Collection entries:
+-------+
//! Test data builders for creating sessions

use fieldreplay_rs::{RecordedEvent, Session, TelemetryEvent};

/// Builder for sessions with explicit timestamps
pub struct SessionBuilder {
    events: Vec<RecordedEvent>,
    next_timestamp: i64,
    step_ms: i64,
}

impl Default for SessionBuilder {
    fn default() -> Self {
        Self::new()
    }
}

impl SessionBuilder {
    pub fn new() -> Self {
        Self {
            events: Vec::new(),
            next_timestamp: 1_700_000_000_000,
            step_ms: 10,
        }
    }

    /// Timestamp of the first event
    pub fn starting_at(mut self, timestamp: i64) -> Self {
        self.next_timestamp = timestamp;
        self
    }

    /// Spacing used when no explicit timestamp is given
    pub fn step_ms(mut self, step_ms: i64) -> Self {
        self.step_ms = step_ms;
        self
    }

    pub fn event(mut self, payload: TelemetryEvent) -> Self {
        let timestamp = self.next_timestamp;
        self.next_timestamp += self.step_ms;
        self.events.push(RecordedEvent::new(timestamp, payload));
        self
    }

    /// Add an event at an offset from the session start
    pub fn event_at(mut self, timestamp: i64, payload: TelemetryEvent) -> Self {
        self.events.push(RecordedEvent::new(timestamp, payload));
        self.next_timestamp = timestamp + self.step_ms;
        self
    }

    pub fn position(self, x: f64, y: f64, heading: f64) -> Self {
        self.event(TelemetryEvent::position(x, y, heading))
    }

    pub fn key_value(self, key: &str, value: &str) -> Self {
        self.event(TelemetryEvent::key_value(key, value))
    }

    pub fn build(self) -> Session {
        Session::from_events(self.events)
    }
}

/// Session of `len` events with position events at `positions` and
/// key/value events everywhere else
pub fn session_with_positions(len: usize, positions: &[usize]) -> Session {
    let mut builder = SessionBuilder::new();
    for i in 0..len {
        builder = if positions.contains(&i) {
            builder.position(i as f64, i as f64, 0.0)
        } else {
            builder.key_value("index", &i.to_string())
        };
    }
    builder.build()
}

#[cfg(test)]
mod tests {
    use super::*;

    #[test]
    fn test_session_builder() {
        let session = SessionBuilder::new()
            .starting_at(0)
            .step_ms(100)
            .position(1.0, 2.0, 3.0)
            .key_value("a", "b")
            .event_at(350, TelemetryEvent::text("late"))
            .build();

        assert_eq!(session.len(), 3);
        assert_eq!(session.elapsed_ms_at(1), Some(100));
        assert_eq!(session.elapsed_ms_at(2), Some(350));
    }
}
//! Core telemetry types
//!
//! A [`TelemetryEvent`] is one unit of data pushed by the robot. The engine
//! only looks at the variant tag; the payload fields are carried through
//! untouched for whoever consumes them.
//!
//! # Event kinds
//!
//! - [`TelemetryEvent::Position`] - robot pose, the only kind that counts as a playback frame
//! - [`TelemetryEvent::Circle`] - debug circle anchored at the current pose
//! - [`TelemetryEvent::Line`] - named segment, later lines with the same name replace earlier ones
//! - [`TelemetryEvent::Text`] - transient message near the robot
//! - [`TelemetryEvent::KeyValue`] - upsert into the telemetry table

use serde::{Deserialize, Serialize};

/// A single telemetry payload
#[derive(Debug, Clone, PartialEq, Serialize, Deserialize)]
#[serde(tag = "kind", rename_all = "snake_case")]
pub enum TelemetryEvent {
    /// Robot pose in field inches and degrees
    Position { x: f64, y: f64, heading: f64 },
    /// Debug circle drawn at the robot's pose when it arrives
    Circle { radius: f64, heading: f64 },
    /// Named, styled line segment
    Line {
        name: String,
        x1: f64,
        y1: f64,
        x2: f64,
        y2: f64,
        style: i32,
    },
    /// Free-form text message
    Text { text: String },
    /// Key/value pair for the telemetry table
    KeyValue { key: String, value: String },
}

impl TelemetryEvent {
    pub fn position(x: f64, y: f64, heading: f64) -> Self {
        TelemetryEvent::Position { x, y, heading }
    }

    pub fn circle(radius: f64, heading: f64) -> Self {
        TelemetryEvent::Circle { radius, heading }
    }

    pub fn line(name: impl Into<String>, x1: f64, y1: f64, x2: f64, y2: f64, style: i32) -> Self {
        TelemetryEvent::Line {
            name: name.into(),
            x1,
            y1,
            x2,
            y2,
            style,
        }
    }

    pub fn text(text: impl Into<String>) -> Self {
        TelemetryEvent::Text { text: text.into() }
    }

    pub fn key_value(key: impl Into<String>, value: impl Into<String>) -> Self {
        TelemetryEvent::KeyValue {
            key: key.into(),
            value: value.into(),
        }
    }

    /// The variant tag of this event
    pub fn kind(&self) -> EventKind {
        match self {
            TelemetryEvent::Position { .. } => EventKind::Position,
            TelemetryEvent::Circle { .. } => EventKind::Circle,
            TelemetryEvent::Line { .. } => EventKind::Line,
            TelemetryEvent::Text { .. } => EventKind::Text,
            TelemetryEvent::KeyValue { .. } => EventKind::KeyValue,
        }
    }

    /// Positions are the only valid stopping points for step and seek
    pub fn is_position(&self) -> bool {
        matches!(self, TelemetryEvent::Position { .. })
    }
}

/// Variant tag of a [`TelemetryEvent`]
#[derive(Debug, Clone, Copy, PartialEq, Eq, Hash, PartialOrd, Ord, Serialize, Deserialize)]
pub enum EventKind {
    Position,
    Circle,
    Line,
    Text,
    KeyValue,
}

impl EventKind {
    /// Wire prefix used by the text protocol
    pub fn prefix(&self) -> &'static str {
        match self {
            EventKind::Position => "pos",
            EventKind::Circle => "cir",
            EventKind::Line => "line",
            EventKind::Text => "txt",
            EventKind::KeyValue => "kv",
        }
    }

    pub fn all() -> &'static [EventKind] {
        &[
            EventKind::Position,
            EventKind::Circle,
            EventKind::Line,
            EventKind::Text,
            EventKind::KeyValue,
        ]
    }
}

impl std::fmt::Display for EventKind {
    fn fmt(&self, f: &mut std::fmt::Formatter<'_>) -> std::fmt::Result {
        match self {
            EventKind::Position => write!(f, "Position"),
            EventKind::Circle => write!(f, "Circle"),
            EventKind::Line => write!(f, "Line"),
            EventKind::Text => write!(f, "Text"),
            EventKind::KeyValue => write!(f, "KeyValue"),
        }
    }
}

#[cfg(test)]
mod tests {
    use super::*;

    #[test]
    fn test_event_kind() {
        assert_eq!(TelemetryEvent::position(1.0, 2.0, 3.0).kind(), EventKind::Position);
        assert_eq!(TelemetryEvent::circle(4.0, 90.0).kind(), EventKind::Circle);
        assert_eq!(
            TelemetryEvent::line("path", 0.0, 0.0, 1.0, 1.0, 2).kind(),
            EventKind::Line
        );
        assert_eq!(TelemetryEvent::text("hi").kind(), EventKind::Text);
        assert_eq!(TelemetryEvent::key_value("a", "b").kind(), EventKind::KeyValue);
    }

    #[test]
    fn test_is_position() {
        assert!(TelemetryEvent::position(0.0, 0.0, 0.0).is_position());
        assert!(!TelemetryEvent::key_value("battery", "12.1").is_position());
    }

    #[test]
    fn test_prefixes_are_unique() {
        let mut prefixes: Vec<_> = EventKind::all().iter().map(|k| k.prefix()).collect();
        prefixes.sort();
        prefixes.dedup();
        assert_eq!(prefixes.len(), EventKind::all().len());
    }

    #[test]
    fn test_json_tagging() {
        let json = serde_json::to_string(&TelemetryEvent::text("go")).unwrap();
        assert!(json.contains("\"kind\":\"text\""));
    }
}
+-------+
#### EXERCISE:
Only an exact transcription of all the entries will do.

#### RESPONSE TO THE TASK:
//! Test data builders for creating sessions

use fieldreplay_rs::{RecordedEvent, Session, TelemetryEvent};

/// Builder for sessions with explicit timestamps
pub struct SessionBuilder {
    events: Vec<RecordedEvent>,
    next_timestamp: i64,
    step_ms: i64,
}

impl Default for SessionBuilder {
    fn default() -> Self {
        Self::new()
    }
}

impl SessionBuilder {
    pub fn new() -> Self {
        Self {
            events: Vec::new(),
            next_timestamp: 1_700_000_000_000,
            step_ms: 10,
        }
    }

    /// Timestamp of the first event
    pub fn starting_at(mut self, timestamp: i64) -> Self {
        self.next_timestamp = timestamp;
        self
    }

    /// Spacing used when no explicit timestamp is given
    pub fn step_ms(mut self, step_ms: i64) -> Self {
        self.step_ms = step_ms;
        self
    }

    pub fn event(mut self, payload: TelemetryEvent) -> Self {
        let timestamp = self.next_timestamp;
        self.next_timestamp += self.step_ms;
        self.events.push(RecordedEvent::new(timestamp, payload));
        self
    }

    /// Add an event at an offset from the session start
    pub fn event_at(mut self, timestamp: i64, payload: TelemetryEvent) -> Self {
        self.events.push(RecordedEvent::new(timestamp, payload));
        self.next_timestamp = timestamp + self.step_ms;
        self
    }

    pub fn position(self, x: f64, y: f64, heading: f64) -> Self {
        self.event(TelemetryEvent::position(x, y, heading))
    }

    pub fn key_value(self, key: &str, value: &str) -> Self {
        self.event(TelemetryEvent::key_value(key, value))
    }

    pub fn build(self) -> Session {
        Session::from_events(self.events)
    }
}

/// Session of `len` events with position events at `positions` and
/// key/value events everywhere else
pub fn session_with_positions(len: usize, positions: &[usize]) -> Session {
    let mut builder = SessionBuilder::new();
    for i in 0..len {
        builder = if positions.contains(&i) {
            builder.position(i as f64, i as f64, 0.0)
        } else {
            builder.key_value("index", &i.to_string())
        };
    }
    builder.build()
}

#[cfg(test)]
mod tests {
    use super::*;

    #[test]
    fn test_session_builder() {
        let session = SessionBuilder::new()
            .starting_at(0)
            .step_ms(100)
            .position(1.0, 2.0, 3.0)
            .key_value("a", "b")
            .event_at(350, TelemetryEvent::text("late"))
            .build();

        assert_eq!(session.len(), 3);
        assert_eq!(session.elapsed_ms_at(1), Some(100));
        assert_eq!(session.elapsed_ms_at(2), Some(350));
    }
}
//! Core telemetry types
//!
//! A [`TelemetryEvent`] is one unit of data pushed by the robot. The engine
//! only looks at the variant tag; the payload fields are carried through
//! untouched for whoever consumes them.
//!
//! # Event kinds
//!
//! - [`TelemetryEvent::Position`] - robot pose, the only kind that counts as a playback frame
//! - [`TelemetryEvent::Circle`] - debug circle anchored at the current pose
//! - [`TelemetryEvent::Line`] - named segment, later lines with the same name replace earlier ones
//! - [`TelemetryEvent::Text`] - transient message near the robot
//! - [`TelemetryEvent::KeyValue`] - upsert into the telemetry table

use serde::{Deserialize, Serialize};

/// A single telemetry payload
#[derive(Debug, Clone, PartialEq, Serialize, Deserialize)]
#[serde(tag = "kind", rename_all = "snake_case")]
pub enum TelemetryEvent {
    /// Robot pose in field inches and degrees
    Position { x: f64, y: f64, heading: f64 },
    /// Debug circle drawn at the robot's pose when it arrives
    Circle { radius: f64, heading: f64 },
    /// Named, styled line segment
    Line {
        name: String,
        x1: f64,
        y1: f64,
        x2: f64,
        y2: f64,
        style: i32,
    },
    /// Free-form text message
    Text { text: String },
    /// Key/value pair for the telemetry table
    KeyValue { key: String, value: String },
}

impl TelemetryEvent {
    pub fn position(x: f64, y: f64, heading: f64) -> Self {
        TelemetryEvent::Position { x, y, heading }
    }

    pub fn circle(radius: f64, heading: f64) -> Self {
        TelemetryEvent::Circle { radius, heading }
    }

    pub fn line(name: impl Into<String>, x1: f64, y1: f64, x2: f64, y2: f64, style: i32) -> Self {
        TelemetryEvent::Line {
            name: name.into(),
            x1,
            y1,
            x2,
            y2,
            style,
        }
    }

    pub fn text(text: impl Into<String>) -> Self {
        TelemetryEvent::Text { text: text.into() }
    }

    pub fn key_value(key: impl Into<String>, value: impl Into<String>) -> Self {
        TelemetryEvent::KeyValue {
            key: key.into(),
            value: value.into(),
        }
    }

    /// The variant tag of this event
    pub fn kind(&self) -> EventKind {
        match self {
            TelemetryEvent::Position { .. } => EventKind::Position,
            TelemetryEvent::Circle { .. } => EventKind::Circle,
            TelemetryEvent::Line { .. } => EventKind::Line,
            TelemetryEvent::Text { .. } => EventKind::Text,
            TelemetryEvent::KeyValue { .. } => EventKind::KeyValue,
        }
    }

    /// Positions are the only valid stopping points for step and seek
    pub fn is_position(&self) -> bool {
        matches!(self, TelemetryEvent::Position { .. })
    }
}

/// Variant tag of a [`TelemetryEvent`]
#[derive(Debug, Clone, Copy, PartialEq, Eq, Hash, PartialOrd, Ord, Serialize, Deserialize)]
pub enum EventKind {
    Position,
    Circle,
    Line,
    Text,
    KeyValue,
}

impl EventKind {
    /// Wire prefix used by the text protocol
    pub fn prefix(&self) -> &'static str {
        match self {
            EventKind::Position => "pos",
            EventKind::Circle => "cir",
            EventKind::Line => "line",
            EventKind::Text => "txt",
            EventKind::KeyValue => "kv",
        }
    }

    pub fn all() -> &'static [EventKind] {
        &[
            EventKind::Position,
            EventKind::Circle,
            EventKind::Line,
            EventKind::Text,
            EventKind::KeyValue,
        ]
    }
}

impl std::fmt::Display for EventKind {
    fn fmt(&self, f: &mut std::fmt::Formatter<'_>) -> std::fmt::Result {
        match self {
            EventKind::Position => write!(f, "Position"),
            EventKind::Circle => write!(f, "Circle"),
            EventKind::Line => write!(f, "Line"),
            EventKind::Text => write!(f, "Text"),
            EventKind::KeyValue => write!(f, "KeyValue"),
        }
    }
}

#[cfg(test)]
mod tests {
    use super::*;

    #[test]
    fn test_event_kind() {
        assert_eq!(TelemetryEvent::position(1.0, 2.0, 3.0).kind(), EventKind::Position);
        assert_eq!(TelemetryEvent::circle(4.0, 90.0).kind(), EventKind::Circle);
        assert_eq!(
            TelemetryEvent::line("path", 0.0, 0.0, 1.0, 1.0, 2).kind(),
            EventKind::Line
        );
        assert_eq!(TelemetryEvent::text("hi").kind(), EventKind::Text);
        assert_eq!(TelemetryEvent::key_value("a", "b").kind(), EventKind::KeyValue);
    }

    #[test]
    fn test_is_position() {
        assert!(TelemetryEvent::position(0.0, 0.0, 0.0).is_position());
        assert!(!TelemetryEvent::key_value("battery", "12.1").is_position());
    }

    #[test]
    fn test_prefixes_are_unique() {
        let mut prefixes: Vec<_> = EventKind::all().iter().map(|k| k.prefix()).collect();
        prefixes.sort();
        prefixes.dedup();
        assert_eq!(prefixes.len(), EventKind::all().len());
    }

    #[test]
    fn test_json_tagging() {
        let json = serde_json::to_string(&TelemetryEvent::text("go")).unwrap();
        assert!(json.contains("\"kind\":\"text\""));
    }
}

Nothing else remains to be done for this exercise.